(Stored items)
============

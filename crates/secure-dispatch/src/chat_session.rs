use crate::{
    AddressResolver, DispatchPhase, DispatchTarget, EncryptionCapability, EncryptionRouter,
    ErrorInfo, ErrorKind, Message, OutcomeType, PairwiseSessionStatus, Participant, Presence,
    PushMarker, ResolvedAddress, Result, RoutePath, Routed, SessionId,
};
use jid::Jid;
use std::sync::{Arc, Mutex};
use tracing::{debug, warn};

/// Receives inbound events for one conversation.
pub trait MessageListener: Send + Sync {
    /// Returns whether the message was processed (e.g. decrypted and stored).
    fn on_incoming_message(&self, session: &ChatSession, message: &Message) -> bool;

    fn on_incoming_receipt(&self, _session: &ChatSession, _message_id: &str) {}

    fn on_message_postponed(&self, _session: &ChatSession, _message_id: &str) {}

    fn on_receipts_expected(&self, _session: &ChatSession, _expected: bool) {}

    fn on_send_message_error(&self, _session: &ChatSession, _message: &Message, _error: &ErrorInfo) {
    }
}

struct Conversation {
    participant: Participant,
    address: Option<ResolvedAddress>,
    capability: EncryptionCapability,
    phase: DispatchPhase,
    /// Set while a requested handshake has not been reported complete.
    handshake_pending: bool,
    subscribed: bool,
}

impl Conversation {
    /// Phase to rest in once an operation is over.
    fn settle(&mut self) {
        self.phase = if self.handshake_pending {
            DispatchPhase::AwaitingHandshake
        } else {
            DispatchPhase::Idle
        };
    }
}

/// A conversation with one participant, either a contact or a group.
///
/// Mutable state lives behind per-conversation locks that are released
/// before any collaborator is called.
pub struct ChatSession {
    state: Mutex<Conversation>,
    push: PushMarker,
    listener: Mutex<Option<Arc<dyn MessageListener>>>,
    router: Arc<EncryptionRouter>,
    resolver: AddressResolver,
}

impl ChatSession {
    pub fn new(participant: Participant, router: Arc<EncryptionRouter>) -> Self {
        Self {
            state: Mutex::new(Conversation {
                participant,
                address: None,
                capability: EncryptionCapability::Unknown,
                phase: DispatchPhase::Idle,
                handshake_pending: false,
                subscribed: true,
            }),
            push: PushMarker::new(),
            listener: Mutex::new(None),
            router,
            resolver: AddressResolver::new(),
        }
    }

    pub fn participant(&self) -> Participant {
        self.state.lock().unwrap().participant.clone()
    }

    pub fn conversation_key(&self) -> String {
        self.state.lock().unwrap().participant.conversation_key()
    }

    /// Last resolved address, which may still be bare.
    pub fn resolved_address(&self) -> Option<ResolvedAddress> {
        self.state.lock().unwrap().address.clone()
    }

    pub fn phase(&self) -> DispatchPhase {
        self.state.lock().unwrap().phase
    }

    pub fn capability(&self) -> EncryptionCapability {
        self.state.lock().unwrap().capability
    }

    /// Whether the peer was last seen supporting group encryption.
    pub fn is_encryption_capable(&self) -> bool {
        self.capability().is_supported()
    }

    pub fn is_subscribed(&self) -> bool {
        self.state.lock().unwrap().subscribed
    }

    pub fn set_subscribed(&self, subscribed: bool) {
        self.state.lock().unwrap().subscribed = subscribed;
    }

    pub fn set_message_listener(&self, listener: Option<Arc<dyn MessageListener>>) {
        *self.listener.lock().unwrap() = listener;
    }

    pub fn message_listener(&self) -> Option<Arc<dyn MessageListener>> {
        self.listener.lock().unwrap().clone()
    }

    /// Records new presence for an individual participant. A different
    /// resource invalidates the cached address.
    pub fn update_presence(&self, presence: Presence) {
        let mut state = self.state.lock().unwrap();
        let Conversation {
            participant,
            address,
            ..
        } = &mut *state;
        let Participant::Individual(contact) = participant else {
            return;
        };

        let resource_changed = presence.resource.is_some()
            && presence.resource != contact.presence.resource
            && contact.resource.is_none();
        contact.presence = presence;
        if resource_changed {
            *address = None;
        }
    }

    /// Whether the offline wake was already sent for the current pairwise
    /// session with the peer.
    pub fn push_sent(&self, local: &Jid) -> bool {
        let address = {
            let state = self.state.lock().unwrap();
            match &state.address {
                Some(address) => Ok(address.clone()),
                None => self.resolver.resolve(&state.participant),
            }
        };
        let Ok(address) = address else {
            return false;
        };
        let session = SessionId::new(local.clone(), address.jid().clone());
        let generation = self.router.registry().generation(&session);
        self.push.is_sent(&session, generation)
    }

    /// Pairwise session and generation the offline wake was sent for.
    pub fn push_claim(&self) -> Option<(SessionId, u64)> {
        self.push.claimed()
    }

    /// Seeds the offline wake mark saved by an earlier process.
    pub fn restore_push_claim(&self, session: SessionId, generation: u64) {
        self.push.restore(session, generation);
    }

    /// Dispatches `message` and returns the outcome written onto it.
    ///
    /// Only an unparseable participant address is an error; every other
    /// condition is expressed as the outcome.
    pub fn send(&self, message: &mut Message) -> Result<OutcomeType> {
        let address = self.ensure_address()?;

        let (online, capability, is_group) = {
            let mut state = self.state.lock().unwrap();
            state.phase = DispatchPhase::Dispatching;
            let online = match &state.participant {
                Participant::Individual(contact) => contact.presence.online,
                Participant::Group(_) => true,
            };
            (online, state.capability, state.participant.is_group())
        };

        let target = if is_group {
            DispatchTarget::Group { address: &address }
        } else {
            DispatchTarget::Individual {
                address: &address,
                online,
                capability,
                push: &self.push,
            }
        };

        let routed = self.router.dispatch(message, target);
        Ok(self.finish(message, routed))
    }

    /// Sends sideband data over the pairwise session. Groups have no
    /// pairwise session, so their messages stay queued.
    pub fn send_auxiliary_payload(
        &self,
        message: &mut Message,
        is_response: bool,
        payload: &[u8],
    ) -> Result<OutcomeType> {
        let Some(address) = self.pairwise_address(message)? else {
            return Ok(OutcomeType::Queued);
        };
        let routed = self
            .router
            .dispatch_auxiliary(message, &address, is_response, payload);
        Ok(self.finish(message, routed))
    }

    /// Offers push whitelist tokens to the peer.
    pub fn send_whitelist_tokens(
        &self,
        message: &mut Message,
        tokens: &[String],
    ) -> Result<OutcomeType> {
        let Some(address) = self.pairwise_address(message)? else {
            return Ok(OutcomeType::Queued);
        };
        let routed = self
            .router
            .dispatch_whitelist_tokens(message, &address, tokens);
        Ok(self.finish(message, routed))
    }

    /// Explicitly wakes the peer, regardless of earlier wakes.
    pub fn send_knock(&self, from: &Jid) -> Result<bool> {
        if self.state.lock().unwrap().participant.is_group() {
            return Ok(false);
        }
        let address = self.ensure_address()?;
        let session = SessionId::new(from.clone(), address.jid().clone());
        Ok(self.router.notifier().knock(&session))
    }

    /// Handshake progress reported by the pairwise session owner.
    pub fn on_session_status_changed(&self, status: PairwiseSessionStatus) {
        let mut state = self.state.lock().unwrap();
        if status == PairwiseSessionStatus::Encrypted && state.handshake_pending {
            state.handshake_pending = false;
            state.settle();
        }
    }

    pub fn on_receive_message(&self, message: &Message) -> bool {
        match self.message_listener() {
            Some(listener) => listener.on_incoming_message(self, message),
            None => false,
        }
    }

    pub fn on_message_receipt(&self, message_id: &str) {
        if let Some(listener) = self.message_listener() {
            listener.on_incoming_receipt(self, message_id);
        }
    }

    pub fn on_message_postponed(&self, message_id: &str) {
        if let Some(listener) = self.message_listener() {
            listener.on_message_postponed(self, message_id);
        }
    }

    pub fn on_receipts_expected(&self, expected: bool) {
        if let Some(listener) = self.message_listener() {
            listener.on_receipts_expected(self, expected);
        }
    }

    pub fn on_send_message_error(&self, message: &Message, error: &ErrorInfo) {
        if let Some(listener) = self.message_listener() {
            listener.on_send_message_error(self, message, error);
        }
    }

    /// Send errors reported by message id only. No history is kept here, so
    /// the error cannot be matched to a message.
    pub fn on_send_message_error_by_id(&self, message_id: &str, error: &ErrorInfo) {
        debug!(message_id, error = ?error.kind, "send error for unknown message dropped");
    }

    /// Returns the address to send to, re-resolving while it is bare. The
    /// phase is back at rest when this returns.
    fn ensure_address(&self) -> Result<ResolvedAddress> {
        let mut state = self.state.lock().unwrap();
        if let Some(address) = &state.address {
            if address.is_full() || state.participant.is_group() {
                return Ok(address.clone());
            }
        }

        state.phase = DispatchPhase::Resolving;
        let resolved = self.resolver.resolve(&state.participant);
        state.settle();
        match resolved {
            Ok(address) => {
                if address.is_bare() && !state.participant.is_group() {
                    debug!(address = %address, "no resource known, using provisional bare address");
                }
                state.address = Some(address.clone());
                Ok(address)
            }
            Err(e) => {
                warn!(error = %e, "failed to resolve participant address");
                Err(e)
            }
        }
    }

    fn pairwise_address(&self, message: &mut Message) -> Result<Option<ResolvedAddress>> {
        if self.state.lock().unwrap().participant.is_group() {
            debug!(message_id = %message.id, "no pairwise session with a group, sideband queued");
            message.set_outcome(OutcomeType::Queued);
            return Ok(None);
        }
        let address = self.ensure_address()?;
        self.set_phase(DispatchPhase::Dispatching);
        Ok(Some(address))
    }

    fn set_phase(&self, phase: DispatchPhase) {
        self.state.lock().unwrap().phase = phase;
    }

    fn finish(&self, message: &Message, routed: Routed) -> OutcomeType {
        {
            let mut state = self.state.lock().unwrap();
            if let Some(observed) = routed.capability {
                state.capability = state.capability.merge(observed);
            }
            match routed.path {
                RoutePath::AwaitingHandshake => state.handshake_pending = true,
                RoutePath::Pairwise | RoutePath::GroupEncrypted | RoutePath::Broadcast => {
                    state.handshake_pending = false
                }
                RoutePath::Offline { .. } | RoutePath::TransformDeclined => {}
            }
            state.settle();
        }

        if routed.path == RoutePath::TransformDeclined {
            self.on_send_message_error(
                message,
                &ErrorInfo::new(
                    ErrorKind::TransformFailed,
                    "pairwise session declined to encrypt the message",
                ),
            );
        }

        routed.outcome
    }
}

#[cfg(test)]
mod tests {
    use super::*;
    use crate::{Contact, InMemorySessionRegistry, StaticCapabilities, TransportSink};

    struct NoGroup;

    impl crate::GroupEncryptor for NoGroup {
        fn encrypt_and_deliver(&self, _message: &Message) -> OutcomeType {
            OutcomeType::Queued
        }
    }

    struct Discard;

    impl TransportSink for Discard {
        fn deliver(&self, _message: Message) {}
    }

    fn router() -> Arc<EncryptionRouter> {
        Arc::new(EncryptionRouter::new(
            Arc::new(InMemorySessionRegistry::new()),
            Arc::new(StaticCapabilities::new()),
            Arc::new(NoGroup),
            Arc::new(Discard),
        ))
    }

    #[test]
    fn bare_address_is_re_resolved_after_presence_arrives() {
        let session = ChatSession::new(Contact::new("bob@example.org").into(), router());
        let from: Jid = "alice@example.org/laptop".parse().unwrap();

        let mut message = Message::new(from.clone(), "one");
        session.send(&mut message).unwrap();
        assert!(session.resolved_address().unwrap().is_bare());

        session.update_presence(Presence::online("phone"));
        let mut message = Message::new(from, "two");
        session.send(&mut message).unwrap();
        assert_eq!(
            session.resolved_address().unwrap().to_string(),
            "bob@example.org/phone"
        );
        assert_eq!(message.to.unwrap().to_string(), "bob@example.org/phone");
    }

    #[test]
    fn new_presence_resource_replaces_cached_address() {
        let contact = Contact::new("bob@example.org").with_presence(Presence::online("phone"));
        let session = ChatSession::new(contact.into(), router());
        let mut message = Message::new("alice@example.org".parse().unwrap(), "hi");
        session.send(&mut message).unwrap();

        session.update_presence(Presence::online("tablet"));
        assert!(session.resolved_address().is_none());
    }

    #[test]
    fn unparseable_address_fails_but_session_stays_usable() {
        let session = ChatSession::new(Contact::new("bob@").into(), router());
        let mut message = Message::new("alice@example.org".parse().unwrap(), "hi");

        assert!(session.send(&mut message).is_err());
        assert_eq!(session.phase(), DispatchPhase::Idle);
        assert!(message.outcome().is_none());
    }

    #[test]
    fn subscribed_by_default() {
        let session = ChatSession::new(Contact::new("bob@example.org").into(), router());
        assert!(session.is_subscribed());
        session.set_subscribed(false);
        assert!(!session.is_subscribed());
    }

    #[test]
    fn receive_without_listener_is_not_processed() {
        let session = ChatSession::new(Contact::new("bob@example.org").into(), router());
        let message = Message::new("bob@example.org/phone".parse().unwrap(), "hi");
        assert!(!session.on_receive_message(&message));
        session.on_message_receipt("id");
        session.on_receipts_expected(true);
    }
}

============

§ **WORK ORDER**: From the entries above, copy every line where the word "StaticCapabilities" shows up.

§ **WRITTEN SOLUTION**:
    use crate::{Contact, InMemorySessionRegistry, StaticCapabilities, TransportSink};
            Arc::new(StaticCapabilities::new()),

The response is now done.